Однажды, старуха приехала на пароход и, как назло, на палубе застала эту Лариску. Ей, видно, в Кадрах обещали девку не направлять к капитану Вульфу, а он настоял. Он умел добиться своего. Когда жена увидела счастливую соперницу снова на борту его парохода, она решительно подошла к ней и при людях стала осыпать её оскорблениями, а Лариска только, заливаясь жарким румянцем, прямо глядела ей в лицо глазами, полными слёз. Не думаю, что ей было хотя бы двадцать лет тогда. Что ей было делать? Была ли она корыстна? Многие девушки в таких же обстоятельствах бывают корыстны, но это был не тот случай.  Я это знаю, потому что однажды красил фальштрубу, а Вульф и Лариска, меня не заметив, говорили на крыле ходовой рубки.
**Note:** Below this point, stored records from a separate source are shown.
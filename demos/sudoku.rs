//! Solves a Sudoku puzzle and prints the report: solution grid, domains
//! after AC-3, and the solver statistics.
//!
//! ```text
//! cargo run --example sudoku -- [PUZZLE_FILE] [--stats-json]
//! ```

use std::{fs, path::PathBuf};

use clap::Parser;
use ligare::{
    problems::sudoku::{build_csp, parse_grid, render_domains, render_solution},
    solver::stats::render_stats_table,
};
use tracing_subscriber::EnvFilter;

// An easy puzzle, used when no file is given.
const DEFAULT_PUZZLE: &str = "\
530070000
600195000
098000060
800060003
400803001
700020006
060000280
000419005
000080079";

#[derive(Parser)]
struct Args {
    /// Path to a puzzle file: nine rows of nine digits, 0 for an empty cell.
    puzzle: Option<PathBuf>,
    /// Emit the solver statistics as JSON instead of a table.
    #[arg(long)]
    stats_json: bool,
}

fn main() -> Result<(), Box<dyn std::error::Error>> {
    tracing_subscriber::fmt()
        .with_env_filter(EnvFilter::from_default_env())
        .init();

    let args = Args::parse();
    let text = match &args.puzzle {
        Some(path) => fs::read_to_string(path)?,
        None => DEFAULT_PUZZLE.to_string(),
    };

    let grid = parse_grid(&text)?;
    let mut csp = build_csp(&grid)?;

    if !csp.run_arc_consistency() {
        println!("Inconsistent puzzle!");
        return Ok(());
    }

    match csp.run_backtracking_search()? {
        Some(solution) => {
            println!("Solution:");
            print!("{}", render_solution(&solution));
        }
        None => println!("No solution found."),
    }

    if let Some(reduced) = csp.domains_after_reduction() {
        println!("\nDomains after AC-3:");
        println!("{}", render_domains(reduced));
    }

    if args.stats_json {
        println!("{}", serde_json::to_string_pretty(csp.stats())?);
    } else {
        println!("{}", render_stats_table(csp.stats()));
    }

    Ok(())
}
//! Ligare is a solver for binary constraint satisfaction problems (CSPs).
//!
//! A problem is described by a list of variables, a finite domain of
//! candidate values per variable, and a list of edges between variables that
//! must take different values. The solver compiles the edges into explicit
//! allowed-value-pair tables, optionally reduces the domains to arc
//! consistency with AC-3, and then runs a chronological backtracking search
//! for a complete assignment. Counters and timings for both phases are kept
//! on the instance.
//!
//! # Core Concepts
//!
//! - **[`Csp`](solver::csp::Csp)**: a problem instance; owns the domains,
//!   the compiled constraint table, and the instrumentation ledger.
//! - **[`ConstraintTable`](solver::constraint::ConstraintTable)**: allowed
//!   value pairs per ordered variable pair, queryable under either
//!   orientation.
//! - **[`SolverStats`](solver::stats::SolverStats)**: node-visit and
//!   dead-end counters plus per-phase wall-clock timings.
//!
//! # Example: A Simple 2-Variable Problem
//!
//! Here `x` can be `1` or `2`, `y` can only be `1`, and the two must differ,
//! so the solver has to assign `x = 2`.
//!
//! ```
//! use std::collections::HashMap;
//!
//! use im::hashset;
//! use ligare::solver::csp::Csp;
//!
//! let domains = HashMap::from([("x", hashset![1, 2]), ("y", hashset![1])]);
//! let mut csp = Csp::new(vec!["x", "y"], domains, vec![("x", "y")]).unwrap();
//!
//! assert!(csp.run_arc_consistency());
//! let solution = csp.run_backtracking_search().unwrap().expect("satisfiable");
//! assert_eq!(solution[&"x"], 2);
//! assert_eq!(solution[&"y"], 1);
//! ```
//!
//! Unsatisfiability is an ordinary outcome, not an error: AC-3 returns
//! `false` when it empties a domain, and search returns `Ok(None)` when the
//! search space is exhausted. Errors are reserved for malformed problem
//! descriptions (see [`error::SolverError`]).
pub mod error;
pub mod problems;
pub mod solver;
use std::time::Instant;

use tracing::{debug, trace};

use crate::solver::{
    csp::Csp,
    value::{DomainValue, VariableKey},
    work_list::WorkList,
};

impl<V: VariableKey, K: DomainValue> Csp<V, K> {
    /// Reduces the domains in place to arc consistency with the AC-3
    /// algorithm.
    ///
    /// Returns `false` as soon as some domain becomes empty, proving the
    /// problem unsatisfiable. Returns `true` once the arc queue drains, at
    /// which point every remaining value has at least one supporting value in
    /// each neighbouring domain and a snapshot of the reduced domains is
    /// retained (see [`Csp::domains_after_reduction`]). A `true` result does
    /// not guarantee global satisfiability.
    pub fn run_arc_consistency(&mut self) -> bool {
        let started = Instant::now();

        // Seed the queue with both directed arcs of every stored constraint.
        let mut worklist = WorkList::new();
        for (xi, xj) in self.constraints.arcs() {
            worklist.push_back(xi, xj);
        }

        while let Some((xi, xj)) = worklist.pop_front() {
            if self.revise(&xi, &xj) {
                if self.domains.get(&xi).unwrap().is_empty() {
                    debug!(variable = ?xi, "domain emptied, problem is unsatisfiable");
                    self.stats.propagation_time = started.elapsed();
                    return false;
                }
                // Xi shrank, so arcs into Xi must be re-checked. The arc from
                // Xj was revised against the new domain already.
                for xk in self.constraints.neighbours(&xi) {
                    if xk != &xj {
                        worklist.push_back(xk.clone(), xi.clone());
                    }
                }
            }
        }

        debug!("arc consistency reached a fixed point");
        self.domains_after_reduction = Some(self.domains.clone());
        self.stats.propagation_time = started.elapsed();
        true
    }

    /// Removes every value in Xi's domain that has no supporting value in
    /// Xj's current domain. Returns whether anything was removed.
    fn revise(&mut self, xi: &V, xj: &V) -> bool {
        let xi_domain = self.domains.get(xi).unwrap().clone();
        let xj_domain = self.domains.get(xj).unwrap().clone();

        let mut revised = false;
        for x in xi_domain.iter() {
            let supported = xj_domain
                .iter()
                .any(|y| self.constraints.allows(xi, x, xj, y));
            if !supported {
                trace!(variable = ?xi, value = ?x, "removing unsupported value");
                self.domains.get_mut(xi).unwrap().remove(x);
                revised = true;
            }
        }
        revised
    }
}
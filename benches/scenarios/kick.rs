//! Benchmarks for complete kick renders.
//!
//! Each case is what one edit in the TUI costs: a full render, and for
//! export the PCM conversion on top.

use std::hint::black_box;

use criterion::{BenchmarkId, Criterion};
use kick_synth::dsp::{DecayCurve, EnvelopeParams, Waveform};
use kick_synth::io::to_pcm_i16;
use kick_synth::synth::{KickSynth, OscillatorParams};

pub fn bench_kick(c: &mut Criterion) {
    let mut group = c.benchmark_group("scenarios/kick");

    let oscillator = OscillatorParams {
        waveform: Waveform::Sine,
        frequency: 60.0,
        volume: 0.8,
    };

    // === DEFAULT KICK ===
    // 1.31s: short attack, exponential decay into a low sustain
    let default_kick = KickSynth::new(oscillator, EnvelopeParams::default());

    // === LONG BOOM ===
    // 808-style: slow decay and release, ~3s render
    let long_kick = KickSynth::new(
        oscillator,
        EnvelopeParams::new(0.005, 1.0, 0.6, 1.0, DecayCurve::Exponential),
    );

    for (name, synth) in [("default", &default_kick), ("long", &long_kick)] {
        let samples = synth.total_samples();
        group.bench_with_input(BenchmarkId::new("generate", name), &samples, |b, _| {
            b.iter(|| black_box(synth.generate()))
        });

        let signal = synth.generate();
        group.bench_with_input(BenchmarkId::new("to_pcm_i16", name), &samples, |b, _| {
            b.iter(|| black_box(to_pcm_i16(black_box(&signal.amplitude))))
        });
    }

    group.finish();
}
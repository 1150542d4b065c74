//! Benchmarks for oscillator waveform generation.

use std::hint::black_box;

use criterion::{BenchmarkId, Criterion};
use kick_synth::dsp::{OscillatorBlock, Waveform};
use kick_synth::SAMPLE_RATE;

use crate::BUFFER_SIZES;

pub fn bench_oscillator(c: &mut Criterion) {
    let mut group = c.benchmark_group("dsp/oscillator");

    for &size in BUFFER_SIZES {
        let time: Vec<f64> = (0..size).map(|i| i as f64 / SAMPLE_RATE as f64).collect();
        let mut buffer = vec![0.0f32; size];

        for waveform in Waveform::ALL {
            // Sine uses sin(); the others are phase arithmetic, square adds a sin() + sign
            let osc = OscillatorBlock::new(waveform, 60.0);
            group.bench_with_input(BenchmarkId::new(waveform.name(), size), &size, |b, _| {
                b.iter(|| {
                    osc.render(black_box(&time), black_box(&mut buffer));
                })
            });
        }
    }

    group.finish();
}
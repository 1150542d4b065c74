//! Signal-generation primitives used by the kick renderer.
//!
//! Both modules work on whole buffers: the oscillator is a pure function of
//! the time axis and the envelope is built in one pass from its stage
//! lengths. Neither keeps state between calls.

/// Attack/decay/sustain/release envelope builder with selectable decay curve.
pub mod envelope;
/// Canonical oscillator waveforms.
pub mod oscillator;

pub use envelope::{DecayCurve, EnvelopeBuilder, EnvelopeParams, Stage, StageLengths};
pub use oscillator::{OscillatorBlock, Waveform};
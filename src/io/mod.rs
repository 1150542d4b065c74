// Purpose - external interfaces, format conversions

pub mod converter;
#[cfg(feature = "serde")]
pub mod preset;
pub mod wav;

pub use converter::to_pcm_i16;
pub use wav::{export_kick, write_wav};
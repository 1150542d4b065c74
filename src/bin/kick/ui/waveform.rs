//! Kick and waveform-shape charts

use kick_synth::{
    dsp::{Stage, Waveform},
    RenderedSignal,
};
use ratatui::{
    layout::Rect,
    style::{Color, Style},
    symbols,
    widgets::{Axis, Block, Borders, Chart, Dataset, GraphType},
    Frame,
};

/// Points plotted per chart; braille cells can't show more than this anyway
const MAX_POINTS: usize = 2048;

/// Keep every n-th sample so long renders stay cheap to draw
fn decimate<T: Copy>(time: &[f64], values: &[T], to_f64: impl Fn(T) -> f64) -> Vec<(f64, f64)> {
    let step = (values.len() / MAX_POINTS).max(1);
    time.iter()
        .zip(values)
        .step_by(step)
        .map(|(&t, &v)| (t, to_f64(v)))
        .collect()
}

/// Render amplitude and envelope over the whole kick, with the preview playhead
pub fn render_kick(
    frame: &mut Frame,
    area: Rect,
    signal: &RenderedSignal,
    progress: f64,
    stage: Option<Stage>,
) {
    let title = match stage {
        Some(stage) => format!(" Kick [{stage:?}] "),
        None => String::from(" Kick "),
    };
    let block = Block::default().title(title).borders(Borders::ALL);

    let amplitude = decimate(&signal.time, &signal.amplitude, |s: f32| s as f64);
    let envelope = decimate(&signal.time, &signal.envelope, |s: f32| s as f64);

    let duration = signal.duration().max(1e-3);
    let head = progress.clamp(0.0, 1.0) * duration;
    let playhead = [(head, -1.0), (head, 1.0)];

    let mut datasets = vec![
        Dataset::default()
            .name("amplitude")
            .marker(symbols::Marker::Braille)
            .graph_type(GraphType::Line)
            .style(Style::default().fg(Color::Cyan))
            .data(&amplitude),
        Dataset::default()
            .name("envelope")
            .marker(symbols::Marker::Braille)
            .graph_type(GraphType::Line)
            .style(Style::default().fg(Color::Yellow))
            .data(&envelope),
    ];
    if progress > 0.0 && progress < 1.0 {
        datasets.push(
            Dataset::default()
                .marker(symbols::Marker::Braille)
                .graph_type(GraphType::Line)
                .style(Style::default().fg(Color::Red))
                .data(&playhead),
        );
    }

    let chart = Chart::new(datasets)
        .block(block)
        .x_axis(
            Axis::default()
                .bounds([0.0, duration])
                .labels(vec!["0s".to_string(), format!("{duration:.2}s")])
                .style(Style::default().fg(Color::DarkGray)),
        )
        .y_axis(
            Axis::default()
                .bounds([-1.0, 1.0])
                .labels(vec!["-1", "0", "1"])
                .style(Style::default().fg(Color::DarkGray)),
        );

    frame.render_widget(chart, area);
}

/// Render one period of the selected waveform
pub fn render_shape(frame: &mut Frame, area: Rect, waveform: Waveform) {
    let block = Block::default()
        .title(format!(" Shape: {waveform} "))
        .borders(Borders::ALL);

    let preview = waveform.preview(128);
    let data: Vec<(f64, f64)> = preview
        .iter()
        .enumerate()
        .map(|(i, &sample)| (i as f64 / preview.len() as f64, sample as f64))
        .collect();

    let dataset = Dataset::default()
        .marker(symbols::Marker::Braille)
        .graph_type(GraphType::Line)
        .style(Style::default().fg(Color::Cyan))
        .data(&data);

    let chart = Chart::new(vec![dataset])
        .block(block)
        .x_axis(
            Axis::default()
                .bounds([0.0, 1.0])
                .style(Style::default().fg(Color::DarkGray)),
        )
        .y_axis(
            Axis::default()
                .bounds([-1.0, 1.0])
                .style(Style::default().fg(Color::DarkGray)),
        );

    frame.render_widget(chart, area);
}
//! Kick drum renderer.
//!
//! A kick here is one oscillator shaped by one ADSR envelope and rendered in
//! full, not streamed:
//!
//! 1. The buffer lasts `attack + decay + release + 1` seconds. The extra
//!    second keeps room for sustain and release even when attack and decay
//!    are near zero.
//! 2. The time axis is `i / sample_rate` for every sample of that buffer.
//! 3. The oscillator is evaluated on the time axis.
//! 4. The envelope is built for the same number of samples.
//! 5. `amplitude = wave * envelope * volume`.
//!
//! Rendering is a pure function of the parameters. Nothing is validated:
//! out-of-range and non-finite inputs flow through the arithmetic unchanged.

#[cfg(feature = "serde")]
use serde::{Deserialize, Serialize};
use tracing::debug;

use crate::{
    dsp::{EnvelopeBuilder, EnvelopeParams, OscillatorBlock, Waveform},
    synth::params::KickParams,
    SAMPLE_RATE,
};

/// Seconds appended to the envelope stages to get the render length.
pub const TAIL_PADDING: f64 = 1.0;

/// Oscillator settings of a kick.
#[cfg_attr(feature = "serde", derive(Serialize, Deserialize))]
#[cfg_attr(feature = "serde", serde(default))]
#[derive(Debug, Clone, Copy, PartialEq)]
pub struct OscillatorParams {
    pub waveform: Waveform,
    /// Hz
    pub frequency: f32,
    /// Linear gain, nominally 0.0 - 1.0. Not clamped.
    pub volume: f32,
}

impl Default for OscillatorParams {
    fn default() -> Self {
        Self {
            waveform: Waveform::Sine,
            frequency: 60.0,
            volume: 0.8,
        }
    }
}

/// The output of one render. All three vectors have the same length.
#[derive(Debug, Clone, PartialEq)]
pub struct RenderedSignal {
    /// Seconds, `i / sample_rate`.
    pub time: Vec<f64>,
    /// The audio: oscillator times envelope times volume.
    pub amplitude: Vec<f32>,
    /// The gain curve alone, for display.
    pub envelope: Vec<f32>,
    pub sample_rate: u32,
}

impl RenderedSignal {
    pub fn len(&self) -> usize {
        self.amplitude.len()
    }

    pub fn is_empty(&self) -> bool {
        self.amplitude.is_empty()
    }

    /// Length in seconds.
    pub fn duration(&self) -> f64 {
        self.len() as f64 / self.sample_rate as f64
    }

    /// Largest absolute amplitude; 0 for an empty render.
    pub fn peak(&self) -> f32 {
        self.amplitude.iter().fold(0.0f32, |acc, &x| acc.max(x.abs()))
    }
}

/// Renders kicks from an oscillator and an envelope.
///
/// The fields are plain state for the caller to change between renders;
/// [`KickSynth::generate`] reads them and nothing else.
#[derive(Debug, Clone)]
pub struct KickSynth {
    pub oscillator: OscillatorParams,
    pub envelope: EnvelopeParams,
    sample_rate: u32,
}

impl KickSynth {
    pub fn new(oscillator: OscillatorParams, envelope: EnvelopeParams) -> Self {
        Self {
            oscillator,
            envelope,
            sample_rate: SAMPLE_RATE,
        }
    }

    pub fn from_params(params: &KickParams) -> Self {
        Self::new(params.oscillator, params.envelope)
    }

    /// Render at a different sample rate. The session default is [`SAMPLE_RATE`].
    pub fn with_sample_rate(mut self, sample_rate: u32) -> Self {
        self.sample_rate = sample_rate;
        self
    }

    pub fn sample_rate(&self) -> u32 {
        self.sample_rate
    }

    /// `attack + decay + release + 1` seconds.
    pub fn total_duration(&self) -> f64 {
        let env = &self.envelope;
        env.attack + env.decay + env.release + TAIL_PADDING
    }

    /// `floor(sample_rate * total_duration)`; 0 when that is negative or not finite.
    pub fn total_samples(&self) -> usize {
        let samples = (self.sample_rate as f64 * self.total_duration()).floor();
        if samples.is_finite() && samples > 0.0 {
            samples as usize
        } else {
            0
        }
    }

    /// Render the kick for the current parameters.
    pub fn generate(&self) -> RenderedSignal {
        let total = self.total_samples();
        let sr = self.sample_rate as f64;

        let time: Vec<f64> = (0..total).map(|i| i as f64 / sr).collect();

        let osc = OscillatorBlock::new(self.oscillator.waveform, self.oscillator.frequency);
        let mut amplitude = osc.render_vec(&time);

        let envelope = EnvelopeBuilder::new(self.envelope, self.sample_rate).build(total);

        let volume = self.oscillator.volume;
        for (sample, &level) in amplitude.iter_mut().zip(&envelope) {
            *sample *= level * volume;
        }

        debug!(
            samples = total,
            waveform = %self.oscillator.waveform,
            frequency = self.oscillator.frequency,
            decay_curve = %self.envelope.decay_curve,
            "rendered kick"
        );

        RenderedSignal {
            time,
            amplitude,
            envelope,
            sample_rate: self.sample_rate,
        }
    }
}

impl Default for KickSynth {
    fn default() -> Self {
        Self::new(OscillatorParams::default(), EnvelopeParams::default())
    }
}

#[cfg(test)]
mod tests {
    use super::*;
    use crate::dsp::DecayCurve;

    fn kick(waveform: Waveform, envelope: EnvelopeParams) -> KickSynth {
        KickSynth::new(
            OscillatorParams {
                waveform,
                frequency: 60.0,
                volume: 0.8,
            },
            envelope,
        )
    }

    #[test]
    fn default_kick_renders_expected_length() {
        let synth = kick(
            Waveform::Sine,
            EnvelopeParams::new(0.01, 0.1, 0.3, 0.2, DecayCurve::Exponential),
        );
        assert!((synth.total_duration() - 1.31).abs() < 1e-6);
        assert_eq!(synth.total_samples(), 57_771);

        let out = synth.generate();
        assert_eq!(out.time.len(), 57_771);
        assert_eq!(out.amplitude.len(), 57_771);
        assert_eq!(out.envelope.len(), 57_771);
        assert_eq!(out.amplitude[0], 0.0);
        assert!(out.amplitude.iter().all(|s| s.is_finite()));
        assert!(out.envelope.iter().all(|s| s.is_finite()));
        assert!(out.time.iter().all(|t| t.is_finite()));
    }

    #[test]
    fn total_samples_floor_the_summed_durations() {
        // floor(44100 * (a + d + r + 1)) with the sum taken in f64
        for (attack, decay, release, expected) in [
            (0.01, 0.0, 0.0, 44_541),
            (0.7, 0.0, 0.0, 74_970),
            (0.01, 0.1, 0.02, 49_832),
            (0.0, 0.0, 0.0, 44_100),
        ] {
            let synth = kick(
                Waveform::Sine,
                EnvelopeParams::new(attack, decay, 0.3, release, DecayCurve::Linear),
            );
            assert_eq!(synth.total_samples(), expected, "a={attack} d={decay} r={release}");
            assert_eq!(synth.generate().len(), expected);
        }
    }

    #[test]
    fn time_axis_is_half_open() {
        let out = kick(Waveform::Sine, EnvelopeParams::flat()).generate();
        assert_eq!(out.len(), 44_100);
        assert_eq!(out.time[0], 0.0);
        assert!((out.time[1] - 1.0 / 44_100.0).abs() < 1e-12);
        assert!(*out.time.last().unwrap() < 1.0);
        assert!((out.duration() - 1.0).abs() < 1e-9);
    }

    #[test]
    fn amplitude_is_wave_times_envelope_times_volume() {
        let synth = kick(
            Waveform::Sawtooth,
            EnvelopeParams::new(0.05, 0.05, 0.5, 0.1, DecayCurve::Linear),
        );
        let out = synth.generate();
        let wave = OscillatorBlock::new(Waveform::Sawtooth, 60.0).render_vec(&out.time);

        for i in [0, 100, 3_000, 20_000, out.len() - 1] {
            let expected = wave[i] * (out.envelope[i] * 0.8);
            assert_eq!(out.amplitude[i], expected, "sample {i}");
        }
        assert!(out.peak() <= 0.8);
    }

    #[test]
    fn flat_envelope_leaves_only_volume() {
        let out = kick(Waveform::Square, EnvelopeParams::flat()).generate();
        assert!(out.envelope.iter().all(|&l| l == 1.0));
        assert!(out
            .amplitude
            .iter()
            .all(|&s| s == 0.0 || (s.abs() - 0.8).abs() < 1e-6));
    }

    #[test]
    fn generate_is_idempotent() {
        let synth = kick(Waveform::Triangle, EnvelopeParams::default());
        let a = synth.generate();
        let b = synth.generate();
        assert_eq!(a, b);
    }

    #[test]
    fn pathological_durations_render_empty() {
        let synth = kick(
            Waveform::Sine,
            EnvelopeParams::new(-1.0, -0.5, 0.3, 0.0, DecayCurve::Linear),
        );
        assert_eq!(synth.total_samples(), 0);
        let out = synth.generate();
        assert!(out.is_empty());
        assert!(out.time.is_empty() && out.envelope.is_empty());
        assert_eq!(out.peak(), 0.0);

        let synth = kick(
            Waveform::Sine,
            EnvelopeParams::new(f64::NAN, 0.1, 0.3, 0.2, DecayCurve::Linear),
        );
        assert!(synth.generate().is_empty());
    }

    #[test]
    fn nan_volume_propagates() {
        let mut synth = kick(Waveform::Sine, EnvelopeParams::default());
        synth.oscillator.volume = f32::NAN;
        let out = synth.generate();
        assert!(!out.is_empty());
        assert!(out.amplitude.iter().all(|s| s.is_nan()));
        assert!(out.envelope.iter().all(|l| l.is_finite()));
    }

    #[test]
    fn custom_sample_rate() {
        let synth = KickSynth::default().with_sample_rate(8_000);
        assert_eq!(synth.sample_rate(), 8_000);
        assert_eq!(synth.generate().len(), synth.total_samples());
        assert_eq!(synth.total_samples(), 10_480);
    }
}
Мне хорошо было слышно, и я не ушёл, а полюбопытствовал. Нехорошо это, конечно, а кто камень бросит?

— Яшка! Хватит тебе себя и меня мучить. Всё равно они нам вот так… не дадут, а можешь за аморалку из партии вылететь.

— Ну, так хочешь? Сейчас иди к старпому, бери у него аттестат, скажи — я велел, и, давай, дуй в Кадры. И прощай, Лариса! Прощай! Хочешь так? Давай!

Она долго молчала. Я слышал, как она шмыгает носом.

— Ну, будет, слышь, будет, — каким-то вдруг незнакомым, некапитанским, ласковым, вздрагивающим от нежности голосом сказал Вульф. – Давай, возьми что ль мой платок. Покраска-то вся сойдёт. Намазалась, как чистый папуас. Дай-ка я вот…. Постой…. Дай-ка…. Лариса!

И вот, я услышал прерывистое, тяжкое дыхание горестной любви. Тогда я уронил на палубу ведёрко и закашлялся. Они ушли.

Чем дело кончилось? Моряки в пивбаре говорили:

— А сдал ведь Вульф свою кралю, сдал. Против лома нет приёма. Тоже, взялся с Обкомом воевать.

— Как сдал, откуда ты слышал? – спросил я через столик.

— Да её уволили по сокращению. Разве ж дадут, суки, человеку воздуху глотнуть? Да никогда в жизни!

Знаю я только, что Лариса уехала в деревню к старшей замужней сестре. А капитан Вульф? Я уж писал о нём. Он развёлся с женой. А спустя недолго, стал пить. И спился. А любовь-то была настоящая, хотя лет на тридцать с лишним был он её старше. Так что по-разному случается.